Lady Reading Hospital staff learn new emergency life-saving techniques
PESHAWAR -- Staff members at the Lady Reading Hospital (LRH) in Peshawar have learned updated techniques to save lives.
LRH, the largest hospital in Khyber Pakhtunkhwa (KP), has acquired significant experience treating victims of terrorism in addition to day-to-day emergencies. Since January 2007, the hospital's emergency department has treated the victims of more than 300 explosions in various areas of the province.
It is the only hospital in KP whose emergency department has all the facilities and equipment needed to deal with critical patients. The department has surgical, orthopaedic, neurosurgery and pediatric operation theatres under a single roof.
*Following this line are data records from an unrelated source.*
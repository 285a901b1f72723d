//! Turtle graphics engine, headless first
//!
//! A turtle is a cursor with a pose and a pen. It walks around a shared
//! screen, leaving polylines, fills, dots and stamps behind, and every step
//! can be undone. The screen is whatever implements [`screen::Renderer`] and
//! [`screen::Clock`]; a recording backend that draws into a journal ships
//! with the crate, for tests and for exporting drawings.
//!
//! Geometry interops with [`geo_types`], colors are [`csscolorparser`] colors,
//! and shape transforms are [`nalgebra`] matrices.
//!
//! ```rust
//! use aoer_turtle_rs::prelude::*;
//!
//! let (screen, journal) = TurtleScreen::headless();
//! screen.borrow_mut().tracer(false);
//! let mut t = Turtle::new(&screen);
//! t.begin_fill();
//! for _ in 0..4 {
//!     t.forward(50.0);
//!     t.left(90.0);
//! }
//! t.end_fill();
//! assert_eq!(journal.borrow().fill_calls().len(), 1);
//! ```

/// Error type shared by the whole crate.
pub mod errors;

/// Plain 2D vectors, with geo_types conversions.
pub mod vec2d;

/// Pose, heading and angle units, plus arc planning.
pub mod navigator;

/// Pen attributes and transactional pen updates.
pub mod pen;

/// Cursor shapes, the shape registry and shape transforms.
pub mod shapes;

/// Fixed-size undo log.
pub mod undo;

/// Renderer and clock traits, and the shared screen.
pub mod screen;

/// RON startup configuration.
pub mod config;

/// The turtle itself.
pub mod turtle;

/// Make your life easy! Just import prelude::* for the usual suspects.
pub mod prelude {
    pub use crate::config::TurtleConfig;
    pub use crate::errors::TurtleError;
    pub use crate::navigator::Mode;
    pub use crate::pen::{CssColor, PenUpdate, ResizeMode};
    pub use crate::screen::recording::{Journal, RecordingClock, RecordingRenderer};
    pub use crate::screen::{Clock, Renderer, SharedScreen, TurtleScreen};
    pub use crate::shapes::Shape;
    pub use crate::turtle::{StampId, Turtle};
    pub use crate::vec2d::Vec2D;
}
pub mod cli;
pub mod list;
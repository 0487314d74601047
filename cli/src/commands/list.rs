use std::io::Write;

use task_manager_core::api::{pending_only, render_tasks, AppConfig, TaskSource};

use super::cli::{Args, OutputFormat};
use crate::error::CliError;

/// Command-line flags win over config file and environment values.
pub fn apply_args(cfg: &mut AppConfig, args: &Args) {
    if let Some(host) = &args.host {
        cfg.backend.host = host.clone();
    }
    if let Some(port) = args.port {
        cfg.backend.port = port;
    }
    if let Some(url) = &args.base_url {
        cfg.backend.base_url = Some(url.clone());
    }
    if let Some(ms) = args.timeout_ms {
        cfg.backend.timeout_ms = ms;
    }
}

#[tracing::instrument(name = "cli.list", skip_all, fields(source = source.name()))]
pub async fn run_list<W: Write>(
    source: &dyn TaskSource,
    args: &Args,
    out: &mut W,
) -> Result<i32, CliError> {
    let fetched = source.fetch_tasks().await?;
    tracing::info!(tasks = fetched.len(), "task list fetched");

    let tasks = if args.pending {
        pending_only(&fetched)
    } else {
        fetched
    };

    match args.format {
        OutputFormat::Json => {
            serde_json::to_writer_pretty(&mut *out, &tasks)
                .map_err(|e| CliError::Anyhow(e.into()))?;
            writeln!(out)?;
        }
        OutputFormat::Text if tasks.is_empty() => writeln!(out, "No tasks.")?,
        OutputFormat::Text => out.write_all(render_tasks(&tasks).as_bytes())?,
    }
    out.flush()?;
    Ok(0)
}
//! Wires config, logging and the HTTP client together for one `tasks` run.
use std::io::Write;

use task_manager_core::api::{self as core_api, AppConfig, TaskClient};

use crate::commands::cli::Args;
use crate::commands::list;
use crate::error::CliError;
use crate::logging::init_tracing;

pub fn load_config(args: &Args) -> Result<AppConfig, CliError> {
    let mut cfg = match &args.config {
        Some(path) => {
            let mut cfg =
                core_api::load_from_path(path).map_err(|e| CliError::Config(e.to_string()))?;
            core_api::apply_env_overrides(&mut cfg, |key| std::env::var(key).ok());
            cfg
        }
        None => core_api::load_default().map_err(|e| CliError::Config(e.to_string()))?,
    };
    list::apply_args(&mut cfg, args);
    Ok(cfg)
}

pub async fn run_app<W: Write>(args: Args, out: &mut W) -> Result<i32, CliError> {
    let cfg = load_config(&args)?;
    init_tracing(&cfg.logging)?;

    let client = TaskClient::from_config(&cfg.backend)?;
    tracing::debug!(url = %client.tasks_url(), "client ready");

    list::run_list(&client, &args, out).await
}
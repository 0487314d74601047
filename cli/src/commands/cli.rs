use clap::Parser;
use std::path::PathBuf;

#[derive(clap::ValueEnum, Debug, Clone, Copy, PartialEq, Eq)]
pub enum OutputFormat {
    Text,
    Json,
}

#[derive(Parser, Debug, Clone)]
#[command(name = "tasks", version, about = "List tasks from a task-manager backend")]
pub struct Args {
    /// Backend host; the request goes to http://<host>:<port>/tasks.
    #[arg(long)]
    pub host: Option<String>,

    #[arg(long)]
    pub port: Option<u16>,

    /// Full backend URL. Takes precedence over --host and --port.
    #[arg(long)]
    pub base_url: Option<String>,

    #[arg(long)]
    pub timeout_ms: Option<u64>,

    /// Read this config file instead of the default locations.
    #[arg(long)]
    pub config: Option<PathBuf>,

    #[arg(long, value_enum, default_value_t = OutputFormat::Text)]
    pub format: OutputFormat,

    /// Hide completed tasks and their subtasks.
    #[arg(long)]
    pub pending: bool,
}

#[cfg(test)]
mod tests {
    use super::*;

    #[test]
    fn test_defaults() {
        let args = Args::try_parse_from(["tasks"]).unwrap();
        assert_eq!(args.format, OutputFormat::Text);
        assert!(!args.pending);
        assert!(args.host.is_none());
    }

    #[test]
    fn test_overrides() {
        let args = Args::try_parse_from([
            "tasks",
            "--host",
            "nas.local",
            "--port",
            "4100",
            "--format",
            "json",
            "--pending",
        ])
        .unwrap();
        assert_eq!(args.host.as_deref(), Some("nas.local"));
        assert_eq!(args.port, Some(4100));
        assert_eq!(args.format, OutputFormat::Json);
        assert!(args.pending);
    }

    #[test]
    fn test_rejects_bad_port() {
        assert!(Args::try_parse_from(["tasks", "--port", "99999"]).is_err());
    }
}
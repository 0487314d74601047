use thiserror::Error;

use super::http::TaskHttpError;

#[derive(Error, Debug, Clone, PartialEq, Eq)]
pub enum ConvertError {
    #[error("invalid timestamp in `{field}` of task {title:?}: {value:?}")]
    InvalidTimestamp {
        field: &'static str,
        title: String,
        value: String,
    },
}

#[derive(Error, Debug)]
pub enum TaskClientError {
    #[error("failed to build http client: {0}")]
    Build(#[source] reqwest::Error),
    #[error(transparent)]
    Http(#[from] TaskHttpError),
    #[error("task conversion failed: {0}")]
    Convert(#[from] ConvertError),
}
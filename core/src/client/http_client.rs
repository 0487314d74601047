use async_trait::async_trait;
use serde::de::DeserializeOwned;
use serde::Deserialize;

use super::r#trait::TaskSource;
use crate::config::BackendConfig;
use crate::error::http::preview_body;
use crate::error::{TaskClientError, TaskHttpError};
use crate::task::{convert_tasks, RawTask, Task};

pub const TASKS_PATH: &str = "/tasks";

/// Subtasks nest without bound, so serde_json's recursion limit is lifted
/// and the stack grows on demand while decoding.
fn decode_unbounded<T: DeserializeOwned>(body: &str) -> Result<T, serde_json::Error> {
    let mut de = serde_json::Deserializer::from_str(body);
    de.disable_recursion_limit();
    let value = T::deserialize(serde_stacker::Deserializer::new(&mut de))?;
    de.end()?;
    Ok(value)
}

async fn read_task_list(resp: reqwest::Response) -> Result<Vec<RawTask>, TaskHttpError> {
    let status = resp.status();
    let url = resp.url().to_string();
    let body = resp
        .text()
        .await
        .map_err(|err| TaskHttpError::from_reqwest(err, url.clone()))?;

    if !status.is_success() {
        return Err(TaskHttpError::Status {
            url,
            status: status.as_u16(),
            preview: preview_body(&body),
        });
    }

    decode_unbounded(&body).map_err(|err| TaskHttpError::decode(status.as_u16(), url, &body, err))
}

/// Reads the task list from the backend. Holds no state besides the
/// connection pool, so clones are cheap and calls are independent.
#[derive(Clone)]
pub struct TaskClient {
    http: reqwest::Client,
    url_tasks: String,
}

impl TaskClient {
    pub fn new(base_url: &str, timeout_ms: u64) -> Result<Self, TaskClientError> {
        let mut builder = reqwest::Client::builder();
        // 0 means wait as long as the transport allows
        if timeout_ms > 0 {
            builder = builder.timeout(std::time::Duration::from_millis(timeout_ms));
        }
        let http = builder.build().map_err(TaskClientError::Build)?;
        let normalized = base_url.trim().trim_end_matches('/');
        Ok(Self {
            http,
            url_tasks: format!("{}{}", normalized, TASKS_PATH),
        })
    }

    pub fn from_config(cfg: &BackendConfig) -> Result<Self, TaskClientError> {
        Self::new(&cfg.resolved_base_url(), cfg.timeout_ms)
    }

    pub fn tasks_url(&self) -> &str {
        &self.url_tasks
    }

    /// One GET of the task list, decoded and converted in full. Any failure
    /// along the way discards the whole response.
    pub async fn fetch_tasks(&self) -> Result<Vec<Task>, TaskClientError> {
        let url = &self.url_tasks;
        tracing::debug!(
            target: "tasks.client",
            stage = "tasks.http.fetch.in",
            url = %url
        );
        let resp = self
            .http
            .get(url)
            .send()
            .await
            .map_err(|err| TaskHttpError::from_reqwest(err, url.clone()))?;
        let status = resp.status();
        let raw = read_task_list(resp).await?;
        let tasks = convert_tasks(raw)?;
        tracing::debug!(
            target: "tasks.client",
            stage = "tasks.http.fetch.out",
            status = %status,
            tasks = tasks.len(),
            total = tasks.iter().map(Task::total_count).sum::<usize>()
        );
        Ok(tasks)
    }
}

#[async_trait]
impl TaskSource for TaskClient {
    fn name(&self) -> &str {
        "http"
    }

    async fn fetch_tasks(&self) -> Result<Vec<Task>, TaskClientError> {
        TaskClient::fetch_tasks(self).await
    }
}

#[cfg(test)]
mod tests {
    use super::*;
    use crate::error::ConvertError;
    use crate::task::Priority;
    use chrono::{TimeZone, Utc};
    use mockito::Server;
    use pretty_assertions::assert_eq;

    const NESTED_BODY: &str = r#"[
        {"title":"Parent","priority":"Low","due":null,"sub":[
            {"title":"Child","priority":"Urgent","due":"2024-01-01T00:00:00Z","sub":[],
             "done":true,"done_at":"2024-01-02T00:00:00Z"}
        ],"done":false,"done_at":null},
        {"title":"Second","priority":"Medium","due":null,"sub":[],"done":false,"done_at":null}
    ]"#;

    #[test]
    fn test_tasks_url_normalized() {
        let client = TaskClient::new("http://localhost:4000/", 1_000).unwrap();
        assert_eq!(client.tasks_url(), "http://localhost:4000/tasks");

        let client = TaskClient::from_config(&BackendConfig::default()).unwrap();
        assert_eq!(client.tasks_url(), "http://localhost:4000/tasks");
    }

    #[tokio::test]
    async fn test_fetch_tasks_converts_nested_payload() {
        let mut server = Server::new_async().await;
        let m = server
            .mock("GET", "/tasks")
            .with_status(200)
            .with_header("content-type", "application/json")
            .with_body(NESTED_BODY)
            .expect(1)
            .create_async()
            .await;

        let client = TaskClient::new(&server.url(), 1_000).unwrap();
        let tasks = client.fetch_tasks().await.unwrap();
        m.assert_async().await;

        let titles: Vec<&str> = tasks.iter().map(|t| t.title.as_str()).collect();
        assert_eq!(titles, vec!["Parent", "Second"]);

        let child = &tasks[0].sub[0];
        assert_eq!(child.priority, Priority::Urgent);
        assert_eq!(child.due, Some(Utc.with_ymd_and_hms(2024, 1, 1, 0, 0, 0).unwrap()));
        assert_eq!(
            child.done_at,
            Some(Utc.with_ymd_and_hms(2024, 1, 2, 0, 0, 0).unwrap())
        );
    }

    #[tokio::test]
    async fn test_fetch_tasks_empty_list() {
        let mut server = Server::new_async().await;
        let _m = server
            .mock("GET", "/tasks")
            .with_status(200)
            .with_body("[]")
            .create_async()
            .await;

        let client = TaskClient::new(&server.url(), 1_000).unwrap();
        assert!(client.fetch_tasks().await.unwrap().is_empty());
    }

    #[tokio::test]
    async fn test_fetch_tasks_malformed_json() {
        let mut server = Server::new_async().await;
        let _m = server
            .mock("GET", "/tasks")
            .with_status(200)
            .with_body(r#"[{"title":"A","#)
            .create_async()
            .await;

        let client = TaskClient::new(&server.url(), 1_000).unwrap();
        let err = client.fetch_tasks().await.unwrap_err();
        match err {
            TaskClientError::Http(http @ TaskHttpError::Decode { .. }) => {
                assert_eq!(http.status(), Some(200));
                assert!(!http.is_transport());
            }
            other => panic!("expected decode error, got {other:?}"),
        }
    }

    #[tokio::test]
    async fn test_fetch_tasks_shape_mismatch() {
        let mut server = Server::new_async().await;
        let _m = server
            .mock("GET", "/tasks")
            .with_status(200)
            .with_body(r#"[{"title":"A","priority":"Low","due":null,"sub":[],"done":"no","done_at":null}]"#)
            .create_async()
            .await;

        let client = TaskClient::new(&server.url(), 1_000).unwrap();
        let err = client.fetch_tasks().await.unwrap_err();
        assert!(matches!(
            err,
            TaskClientError::Http(TaskHttpError::Decode { .. })
        ));
    }

    #[tokio::test]
    async fn test_fetch_tasks_status_error() {
        let mut server = Server::new_async().await;
        let _m = server
            .mock("GET", "/tasks")
            .with_status(500)
            .with_body("internal error")
            .create_async()
            .await;

        let client = TaskClient::new(&server.url(), 1_000).unwrap();
        let err = client.fetch_tasks().await.unwrap_err();
        let TaskClientError::Http(http) = err else {
            panic!("expected http error");
        };
        assert!(matches!(http, TaskHttpError::Status { status: 500, .. }));
        assert_eq!(http.status(), Some(500));
        assert!(http.url().ends_with("/tasks"));
        assert!(http.to_string().contains("internal error"));
    }

    #[tokio::test]
    async fn test_fetch_tasks_invalid_timestamp() {
        let mut server = Server::new_async().await;
        let _m = server
            .mock("GET", "/tasks")
            .with_status(200)
            .with_body(r#"[{"title":"A","priority":"High","due":"someday","sub":[],"done":false,"done_at":null}]"#)
            .create_async()
            .await;

        let client = TaskClient::new(&server.url(), 1_000).unwrap();
        let err = client.fetch_tasks().await.unwrap_err();
        assert!(matches!(
            err,
            TaskClientError::Convert(ConvertError::InvalidTimestamp { field: "due", .. })
        ));
    }

    #[tokio::test]
    async fn test_fetch_tasks_connection_refused() {
        // bind then drop to get a port nobody listens on
        let port = {
            let listener = std::net::TcpListener::bind("127.0.0.1:0").unwrap();
            listener.local_addr().unwrap().port()
        };
        let client = TaskClient::new(&format!("http://127.0.0.1:{port}"), 1_000).unwrap();
        let err = client.fetch_tasks().await.unwrap_err();
        let TaskClientError::Http(http) = err else {
            panic!("expected http error");
        };
        assert!(matches!(http, TaskHttpError::Connect { .. }));
        assert!(http.is_transport());
    }

    #[tokio::test]
    async fn test_each_call_issues_a_request() {
        let mut server = Server::new_async().await;
        let m = server
            .mock("GET", "/tasks")
            .with_status(200)
            .with_body("[]")
            .expect(2)
            .create_async()
            .await;

        let client = TaskClient::new(&server.url(), 1_000).unwrap();
        client.fetch_tasks().await.unwrap();
        client.fetch_tasks().await.unwrap();
        m.assert_async().await;
    }

    fn nested_chain(levels: usize) -> String {
        let mut body = String::new();
        for i in 0..levels {
            body.push_str(&format!(
                r#"{{"title":"level-{i}","priority":"Medium","due":null,"done":false,"done_at":null,"sub":["#
            ));
        }
        for _ in 0..levels {
            body.push_str("]}");
        }
        format!("[{body}]")
    }

    #[tokio::test]
    async fn test_fetch_tasks_deeply_nested_payload() {
        const LEVELS: usize = 300;
        let mut server = Server::new_async().await;
        let _m = server
            .mock("GET", "/tasks")
            .with_status(200)
            .with_body(nested_chain(LEVELS))
            .create_async()
            .await;

        let client = TaskClient::new(&server.url(), 5_000).unwrap();
        let tasks = client.fetch_tasks().await.unwrap();
        assert_eq!(tasks.len(), 1);
        assert_eq!(tasks[0].depth(), LEVELS);
        assert_eq!(tasks[0].total_count(), LEVELS);

        let (depth, deepest) = tasks[0].walk().last().unwrap();
        assert_eq!(depth, LEVELS - 1);
        assert_eq!(deepest.title, format!("level-{}", LEVELS - 1));
    }

    #[tokio::test]
    async fn test_zero_timeout_means_no_timeout() {
        let mut server = Server::new_async().await;
        let _m = server
            .mock("GET", "/tasks")
            .with_status(200)
            .with_body(NESTED_BODY)
            .create_async()
            .await;

        let client = TaskClient::new(&server.url(), 0).unwrap();
        let tasks = client.fetch_tasks().await.unwrap();
        assert_eq!(tasks.len(), 2);
    }
}
//! tasks CLI - modules exposed for unit tests

pub mod app;
pub mod commands;
pub mod error;
pub mod logging;
//! Typed access to the task-manager backend.
//!
//! [`TaskClient`] issues one `GET /tasks`, decodes the raw records and
//! converts them, subtasks included, into [`Task`] values with parsed
//! timestamps.

pub mod api;
pub mod client;
pub mod config;
pub mod error;
pub mod task;

pub use client::{TaskClient, TaskSource};
pub use error::{ConvertError, TaskClientError, TaskHttpError};
pub use task::{Priority, RawTask, Task};
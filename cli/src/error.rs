use task_manager_core::api::TaskClientError;
use thiserror::Error;

use crate::logging::LoggingError;

#[derive(Error, Debug)]
pub enum CliError {
    #[error("config error: {0}")]
    Config(String),
    #[error("logging setup failed: {0}")]
    Logging(#[from] LoggingError),
    #[error("{0}")]
    Client(#[from] TaskClientError),
    #[error("io error: {0}")]
    Io(#[from] std::io::Error),
    #[error("anyhow error: {0}")]
    Anyhow(#[from] anyhow::Error),
}

pub fn exit_code_for_error(e: &CliError) -> i32 {
    // 0: success
    // 11: config error
    // 20: network / io error
    // 30: backend answered with something unusable
    // 50: internal/uncategorized
    match e {
        CliError::Config(_) | CliError::Logging(_) => 11,
        CliError::Client(ce) => match ce {
            TaskClientError::Build(_) => 11,
            TaskClientError::Http(he) if he.is_transport() => 20,
            TaskClientError::Http(_) => 30,
            TaskClientError::Convert(_) => 30,
        },
        CliError::Io(_) => 20,
        CliError::Anyhow(_) => 50,
    }
}
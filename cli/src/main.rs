use clap::Parser;
use task_manager_cli::app;
use task_manager_cli::commands::cli;
use task_manager_cli::error::exit_code_for_error;

#[tokio::main]
async fn main() {
    let args = cli::Args::parse();
    let mut stdout = std::io::stdout().lock();

    let exit = match app::run_app(args, &mut stdout).await {
        Ok(code) => code,
        Err(e) => {
            eprintln!("{e}");
            exit_code_for_error(&e)
        }
    };

    std::process::exit(exit);
}
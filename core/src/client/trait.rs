use async_trait::async_trait;

use crate::error::TaskClientError;
use crate::task::Task;

#[async_trait]
pub trait TaskSource: Send + Sync {
    fn name(&self) -> &str;
    async fn fetch_tasks(&self) -> Result<Vec<Task>, TaskClientError>;
}
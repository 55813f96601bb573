use al_core::config::RenderConfig;
use al_core::traits::GlyphSurface;
use ratatui::buffer::Buffer;
use ratatui::layout::Rect;
use ratatui::style::Color;

/// Glyph surface backed by terminal cells.
///
/// One terminal cell is one glyph cell. Glyph coordinates are snapped to the
/// nearest cell, so the surface is resolution-independent: the scale passed
/// to `configure` only converts the backing size back to cell units.
///
/// # Example
/// ```
/// use al_core::config::RenderConfig;
/// use al_core::traits::GlyphSurface;
/// use al_render::terminal::TerminalSurface;
///
/// let config = RenderConfig::default();
/// let mut surface = TerminalSurface::new(&config);
/// surface.configure(66, 24, 1.0);
/// surface.fill_glyph('#', 13.2, 12.0);
/// assert_eq!(surface.get(2, 1), Some('#'));
/// ```
pub struct TerminalSurface {
    cell_w: f32,
    cell_h: f32,
    cols: u16,
    rows: u16,
    cells: Vec<char>,
    ink: Color,
    background: Color,
}

impl TerminalSurface {
    #[must_use]
    pub fn new(config: &RenderConfig) -> Self {
        let (ir, ig, ib) = config.ink;
        let (br, bg, bb) = config.background;
        Self {
            cell_w: config.cell_width(),
            cell_h: config.cell_height(),
            cols: 0,
            rows: 0,
            cells: Vec::new(),
            ink: Color::Rgb(ir, ig, ib),
            background: Color::Rgb(br, bg, bb),
        }
    }

    /// Size in cells.
    #[must_use]
    pub fn size(&self) -> (u16, u16) {
        (self.cols, self.rows)
    }

    /// Glyph at (col, row), `None` outside the surface.
    #[must_use]
    pub fn get(&self, col: u16, row: u16) -> Option<char> {
        if col >= self.cols || row >= self.rows {
            return None;
        }
        self.cells
            .get(usize::from(row) * usize::from(self.cols) + usize::from(col))
            .copied()
    }

    /// Copy the surface into a ratatui buffer, clipped to `area`.
    pub fn render(&self, buf: &mut Buffer, area: Rect) {
        for cy in 0..self.rows.min(area.height) {
            for cx in 0..self.cols.min(area.width) {
                let ch = self.cells[usize::from(cy) * usize::from(self.cols) + usize::from(cx)];
                if let Some(cell) = buf.cell_mut((area.x + cx, area.y + cy)) {
                    cell.set_char(ch)
                        .set_fg(self.ink)
                        .set_bg(self.background);
                }
            }
        }
    }
}

impl GlyphSurface for TerminalSurface {
    fn configure(&mut self, backing_width: u32, backing_height: u32, scale: f32) {
        let scale = if scale > 0.0 { scale } else { 1.0 };
        // Backing sizes are rounded to whole pixels; round back to whole cells.
        let cols = (backing_width as f32 / scale / self.cell_w).round();
        let rows = (backing_height as f32 / scale / self.cell_h).round();
        self.cols = cols.clamp(0.0, f32::from(u16::MAX)) as u16;
        self.rows = rows.clamp(0.0, f32::from(u16::MAX)) as u16;
        self.cells.clear();
        self.cells
            .resize(usize::from(self.cols) * usize::from(self.rows), ' ');
    }

    fn clear(&mut self, _width: f32, _height: f32) {
        self.cells.fill(' ');
    }

    #[inline]
    fn fill_glyph(&mut self, ch: char, x: f32, y: f32) {
        let col = (x / self.cell_w).round();
        let row = (y / self.cell_h).round();
        if col < 0.0 || row < 0.0 {
            return;
        }
        let (col, row) = (col as usize, row as usize);
        if col < usize::from(self.cols) && row < usize::from(self.rows) {
            self.cells[row * usize::from(self.cols) + col] = ch;
        }
    }
}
To keep staff updated on contemporary techniques and methods, the LRH administration and the International Committee of the Red Cross (ICRC) jointly organised basic life support training for the hospital's staff last November.
Cutting response times
The fate of patients in critical condition is determined in the first few seconds after their arrival, LRH media manager Zulfakar Babakhel told Pakistan Forward.
Short response times are a first step in saving the lives of victims and are the focus of training programmes arranged for LRH staff members, he said.
"Saving precious seconds ... is one of our objectives," he said. "It can prove vital in deciding the fate of patients in precarious conditions."
The two-day basic life support training was aimed at improving efficiency and staffers' capabilities by apprising them of new methods of life saving and treatment in dealing critical patients.
A total of 50 staff members, including 30 nurses and doctors, participated in the training, which included various resuscitation procedures related to cardiology, orthopedics, neurosurgery and other medical specialties, according to Babakhel.
The training took into consideration the range of complications that can result from injuries of various degrees of severity, and improved the confidence of emergency staff in treating patients of every kind, he said.
"Our hospital is well equipped and staff are exceptionally trained, but it is the need of the hour that they should be further furnished with all the new developments made in basic life-saving methods, which is our main objective," he said.
Support staff get training
The previous security situation in KP forced not only doctors, paramedics and nurses but also all staff to be trained in first responder emergency response, Saad Ali, an LRH nurse who took part in the training, told Pakistan Forward.
"The training given to us encompasses all kinds of procedures and techniques starting from cardio-pulmonary resuscitation [CPR] to complicated techniques used during emergencies where life and death is decided in a split second," he said.
"Moreover, the training has enabled us to recognise life-threatening situations and treat them promptly," he said. "As trained workers, we find ourselves in a better position to help victims and share duties of professionals during emergencies."
"Considering the ratio of patients to medical staff and the hospital's history in treating terrorism victims, it was decided that all staff working in the facility, irrespective of their duties, must be trained in basic life-saving techniques," said Ghias Uddin, manager of the LRH Emergency Unit.
"The situation demands that hospital workers be made aware of improvements in life-saving procedures," he told Pakistan Forward, adding that the training was meant to hone their capabilities and give them the confidence to handle any emergency.